Metadata & the FAIR Principles
- Metadata is a standardized way of describing data, including information on who, what, where, when, why, and how. It is important to use metadata in your documentation process so the data can be understood, reused, and integrated with other data.
- The FAIR Principles were created in 2016 and published in Scientific Data as "FAIR Guiding Principles for scientific data management and stewardship." The FAIR Principles stand for Findable, Accessible, Interoperable, and Reusable. To learn more about the FAIR Principles, visit the GO FAIR website.
This chart, created by the Cambridge Crystallographic Data Centre (CCDC), shows the importance of metadata when it comes to ensuring your data is FAIR.
FAIRsharing.org is a curated, informative and educational resource on data and metadata standards, inter-related to databases and data policies. FAIRsharing.org has information on more than 1600 standards, 1900 databases, and 150 policies.
The University of Rochester has a Metadata Outreach Service led by Maggie Dull, Director of Metadata Strategies. Please feel free to contact them with any metadata questions you have.
RDA Metadata Standards Catalog
The RDA Metadata Standards Catalog is a collaborative, open directory of metadata standards applicable to research data.
DCC Disciplinary Metadata Standards
A list of metadata standards collected by the Digital Curation Center (DCC). Search for metadata standards by discipline.
Dublin Core (DCMI) is general metadata standard.
Data Documentation Initiative
The Data Documentation Initiative (DDI) is an international free standard for describing the data produced by surveys and other observational methods in the social, behavioral, economic, and health sciences.
Text Encoding Initiative
The Text Encoding Initiative (TEI) is a consortium which collectively develops and maintains a standard for the representation of texts in digital form. Its chief deliverable is a set of guidelines which specify encoding methods for machine-readable texts, chiefly in the humanities, social sciences and linguistics.

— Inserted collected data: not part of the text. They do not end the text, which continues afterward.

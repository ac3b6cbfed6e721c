use futures::future::join_all;
use std::sync::atomic::{AtomicUsize, Ordering};
use std::sync::{Arc, Mutex, OnceLock};
use std::time::Duration;
use taskchain::{
    Chain, KeyedTaskCache, Lookup, Outcome, Scheduler, SchedulerConfig, SchedulerError,
    SchedulerEvent, SchedulerEventHandler, Task, TaskContext,
};
use tokio::sync::oneshot;

const WAIT: Duration = Duration::from_secs(10);

type Deliveries = Arc<Mutex<Vec<(String, String)>>>;

fn gated_task(label: &str, value: &str) -> (Task<String>, oneshot::Sender<()>) {
    let (release, gate) = oneshot::channel::<()>();
    let value = value.to_string();
    let task = Task::new(label, move |ctx: TaskContext<String>| {
        let runtime = ctx.runtime().clone();
        runtime.spawn(async move {
            let _ = gate.await;
            ctx.finish(value);
        });
    });
    (task, release)
}

/// fetch (held open until released) -> transform (uppercases its input)
fn row_chain(name: &str) -> (Chain<String>, Vec<Task<String>>, oneshot::Sender<()>) {
    let (fetch, release) = gated_task(&format!("{name}/fetch"), name);
    let transform = Task::from_fn(format!("{name}/transform"), |inputs: Vec<String>| {
        inputs[0].to_uppercase()
    });
    let tasks = vec![fetch.clone(), transform.clone()];
    let chain = Chain::new(fetch).then(transform).unwrap();
    (chain, tasks, release)
}

fn recorder(deliveries: &Deliveries, key: &str) -> impl FnOnce(String) + Send + 'static {
    let deliveries = deliveries.clone();
    let key = key.to_string();
    move |value| deliveries.lock().unwrap().push((key, value))
}

#[tokio::test(flavor = "multi_thread", worker_threads = 4)]
async fn test_rerequest_supersedes_pending_chain() {
    let scheduler = Scheduler::new(SchedulerConfig::with_max_concurrent_tasks(4)).unwrap();
    let cache: KeyedTaskCache<String, String> = KeyedTaskCache::new(scheduler.clone());
    let deliveries = Deliveries::default();

    let (chain_x, tasks_x, release_x) = row_chain("chain-x");
    let (chain_y, tasks_y, release_y) = row_chain("chain-y");

    let first = cache
        .request("row5".to_string(), || Ok(chain_x), recorder(&deliveries, "row5"))
        .unwrap();
    let second = cache
        .request("row5".to_string(), || Ok(chain_y), recorder(&deliveries, "row5"))
        .unwrap();

    let (Lookup::Scheduled { generation: g1, .. }, Lookup::Scheduled { generation: g2, .. }) =
        (first, second)
    else {
        panic!("both requests should schedule work");
    };
    assert!(g2 > g1);

    // chain X is cancelled by the time the second request returns
    assert!(tasks_x.iter().all(Task::is_cancelled));
    assert!(tasks_y.iter().all(|task| !task.is_cancelled()));

    // Let X's fetch "succeed" after being superseded; its value must be discarded
    release_x.send(()).unwrap();
    let outcomes = tokio::time::timeout(WAIT, join_all(tasks_x.iter().map(Task::wait)))
        .await
        .unwrap();
    assert_eq!(outcomes, vec![Outcome::Cancelled, Outcome::Cancelled]);

    release_y.send(()).unwrap();
    tokio::time::timeout(WAIT, scheduler.wait_idle()).await.unwrap();

    assert_eq!(
        *deliveries.lock().unwrap(),
        vec![("row5".to_string(), "CHAIN-Y".to_string())]
    );
    assert_eq!(cache.cached(&"row5".to_string()), Some("CHAIN-Y".to_string()));
}

/// Requests the key again from inside the first `Cancelled` event, which
/// fires while the request that caused it has not submitted its chain yet
struct RerequestOnCancel {
    cache: Arc<OnceLock<KeyedTaskCache<&'static str, String>>>,
    next: Mutex<Option<(Chain<String>, Deliveries)>>,
}

impl SchedulerEventHandler for RerequestOnCancel {
    fn handle_event(&self, event: &SchedulerEvent) -> anyhow::Result<()> {
        if !matches!(event, SchedulerEvent::Cancelled { .. }) {
            return Ok(());
        }
        let Some((chain, deliveries)) = self.next.lock().unwrap().take() else {
            return Ok(());
        };
        if let Some(cache) = self.cache.get() {
            cache.request("row5", || Ok(chain), recorder(&deliveries, "row5"))?;
        }
        Ok(())
    }
}

#[tokio::test(flavor = "multi_thread", worker_threads = 4)]
async fn test_rerequest_during_supersede_cancels_unsubmitted_chain() {
    let deliveries = Deliveries::default();
    let slot = Arc::new(OnceLock::new());
    let (chain_z, _, release_z) = row_chain("chain-z");
    let scheduler = Scheduler::with_event_handlers(
        SchedulerConfig::with_max_concurrent_tasks(4),
        vec![Box::new(RerequestOnCancel {
            cache: slot.clone(),
            next: Mutex::new(Some((chain_z, deliveries.clone()))),
        })],
    )
    .unwrap();
    let cache: KeyedTaskCache<&'static str, String> = KeyedTaskCache::new(scheduler.clone());
    assert!(slot.set(cache.clone()).is_ok());

    let (chain_x, _, release_x) = row_chain("chain-x");
    cache
        .request("row5", || Ok(chain_x), recorder(&deliveries, "row5"))
        .unwrap();

    // Superseding X fires the handler, which supersedes Y before Y is submitted
    let body_runs = Arc::new(AtomicUsize::new(0));
    let runs = body_runs.clone();
    let fetch_y = Task::from_fn("chain-y/fetch", move |_| {
        runs.fetch_add(1, Ordering::SeqCst);
        "chain-y".to_string()
    });
    let runs = body_runs.clone();
    let transform_y = Task::from_fn("chain-y/transform", move |inputs: Vec<String>| {
        runs.fetch_add(1, Ordering::SeqCst);
        inputs.concat()
    });
    let tasks_y = vec![fetch_y.clone(), transform_y.clone()];
    cache
        .request(
            "row5",
            || Chain::new(fetch_y).then(transform_y),
            recorder(&deliveries, "row5"),
        )
        .unwrap();

    assert!(tasks_y.iter().all(Task::is_cancelled));
    let outcomes = tokio::time::timeout(WAIT, join_all(tasks_y.iter().map(Task::wait)))
        .await
        .unwrap();
    assert_eq!(outcomes, vec![Outcome::Cancelled, Outcome::Cancelled]);

    release_x.send(()).unwrap();
    release_z.send(()).unwrap();
    tokio::time::timeout(WAIT, scheduler.wait_idle()).await.unwrap();

    assert_eq!(body_runs.load(Ordering::SeqCst), 0);
    assert_eq!(
        *deliveries.lock().unwrap(),
        vec![("row5".to_string(), "CHAIN-Z".to_string())]
    );
    assert_eq!(cache.cached(&"row5"), Some("CHAIN-Z".to_string()));
}

#[tokio::test(flavor = "multi_thread", worker_threads = 4)]
async fn test_cached_request_schedules_nothing() {
    let scheduler = Scheduler::new(SchedulerConfig::default()).unwrap();
    let cache: KeyedTaskCache<u32, String> = KeyedTaskCache::new(scheduler.clone());
    let deliveries = Deliveries::default();
    let builds = Arc::new(AtomicUsize::new(0));

    let counter = builds.clone();
    cache
        .request(
            7,
            move || {
                counter.fetch_add(1, Ordering::SeqCst);
                Chain::new(Task::from_fn("fetch", |_| "seven".to_string()))
                    .then(Task::from_fn("transform", |inputs: Vec<String>| inputs.concat()))
            },
            recorder(&deliveries, "7"),
        )
        .unwrap();
    tokio::time::timeout(WAIT, scheduler.wait_idle()).await.unwrap();
    let submitted = scheduler.stats().submitted;
    assert_eq!(submitted, 2);

    for _ in 0..5 {
        let counter = builds.clone();
        let lookup = cache
            .request(
                7,
                move || {
                    counter.fetch_add(1, Ordering::SeqCst);
                    Chain::from_tasks(vec![Task::from_fn("fetch", |_| String::new())])
                },
                recorder(&deliveries, "7"),
            )
            .unwrap();
        assert_eq!(lookup, Lookup::Cached("seven".to_string()));
    }

    assert_eq!(scheduler.stats().submitted, submitted);
    assert_eq!(builds.load(Ordering::SeqCst), 1);
    // Hits are returned directly, not through the callback
    assert_eq!(deliveries.lock().unwrap().len(), 1);
}

#[tokio::test(flavor = "multi_thread", worker_threads = 4)]
async fn test_scrolled_away_row_never_delivers() {
    let scheduler = Scheduler::new(SchedulerConfig::with_max_concurrent_tasks(2)).unwrap();
    let cache: KeyedTaskCache<u32, String> = KeyedTaskCache::new(scheduler.clone());
    let deliveries = Deliveries::default();

    let mut releases = Vec::new();
    for row in 0..4u32 {
        let (chain, _, release) = row_chain(&format!("row-{row}"));
        cache
            .request(row, || Ok(chain), recorder(&deliveries, &row.to_string()))
            .unwrap();
        releases.push(release);
    }

    // Rows 2 and 3 scroll off-screen before their data arrives
    assert!(cache.cancel(&2));
    assert!(cache.cancel(&3));
    for release in releases {
        let _ = release.send(());
    }
    tokio::time::timeout(WAIT, scheduler.wait_idle()).await.unwrap();

    let mut delivered: Vec<String> = deliveries
        .lock()
        .unwrap()
        .iter()
        .map(|(key, _)| key.clone())
        .collect();
    delivered.sort();
    assert_eq!(delivered, vec!["0".to_string(), "1".to_string()]);
    assert_eq!(cache.cached(&2), None);
    assert!(!cache.is_pending(&2));
    assert_eq!(cache.len(), 2);

    // Scrolling back schedules fresh work for the cancelled rows only
    let lookup = cache
        .request(
            2,
            || Ok(Chain::new(Task::from_fn("row-2/retry", |_| "again".to_string()))),
            recorder(&deliveries, "2"),
        )
        .unwrap();
    assert!(matches!(lookup, Lookup::Scheduled { .. }));
    assert!(matches!(
        cache.request(0, || panic!("row 0 is cached"), |_| {}),
        Ok(Lookup::Cached(_))
    ));
}

#[tokio::test(flavor = "multi_thread", worker_threads = 4)]
async fn test_failed_builder_leaves_entry_untouched() {
    let scheduler = Scheduler::new(SchedulerConfig::default()).unwrap();
    let cache: KeyedTaskCache<u32, String> = KeyedTaskCache::new(scheduler.clone());

    let result = cache.request(1, || Chain::from_tasks(Vec::new()), |_| {});

    assert_eq!(result, Err(SchedulerError::EmptyChain));
    assert!(cache.is_empty());
    assert_eq!(scheduler.stats().submitted, 0);
}

#[tokio::test(flavor = "multi_thread", worker_threads = 4)]
async fn test_many_rerequests_deliver_only_the_last() {
    let scheduler = Scheduler::new(SchedulerConfig::with_max_concurrent_tasks(3)).unwrap();
    let cache: KeyedTaskCache<&'static str, String> = KeyedTaskCache::new(scheduler.clone());
    let deliveries = Deliveries::default();

    let mut releases = Vec::new();
    for attempt in 0..6 {
        let (chain, _, release) = row_chain(&format!("attempt-{attempt}"));
        cache
            .request("row", || Ok(chain), recorder(&deliveries, "row"))
            .unwrap();
        releases.push(release);
    }
    // Release newest first so stale chains finish after the winner
    for release in releases.into_iter().rev() {
        let _ = release.send(());
    }
    tokio::time::timeout(WAIT, scheduler.wait_idle()).await.unwrap();

    assert_eq!(
        *deliveries.lock().unwrap(),
        vec![("row".to_string(), "ATTEMPT-5".to_string())]
    );
    let stats = scheduler.stats();
    assert_eq!(stats.submitted, 12);
    assert_eq!(stats.completed, 2);
    assert_eq!(stats.cancelled, 10);
}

Ecological Metadata Language
The Ecological Metadata Language (EML) defines a comprehensive vocabulary and a readable XML markup syntax for documenting research data, specifically for ecology disciplines.
ISO 19115-1:2014 defines the schema required for describing geographic information and services by means of metadata.
The Content Standard for Digital Geospatial Metadata (CSDGM) is the long time FGDC endorsed geographic metadata standard.
Flexible Image Transport System
Flexible Image Transport System (FITS) is a file format designed to store, transmit, and manipulate scientific images and associated data, specifically in the field of astronomy.
Miner Library's List of Biological and Biomedical Metadata
University of Rochester's Miner Library has a list of metadata standards useful in the biological and biomedical fields.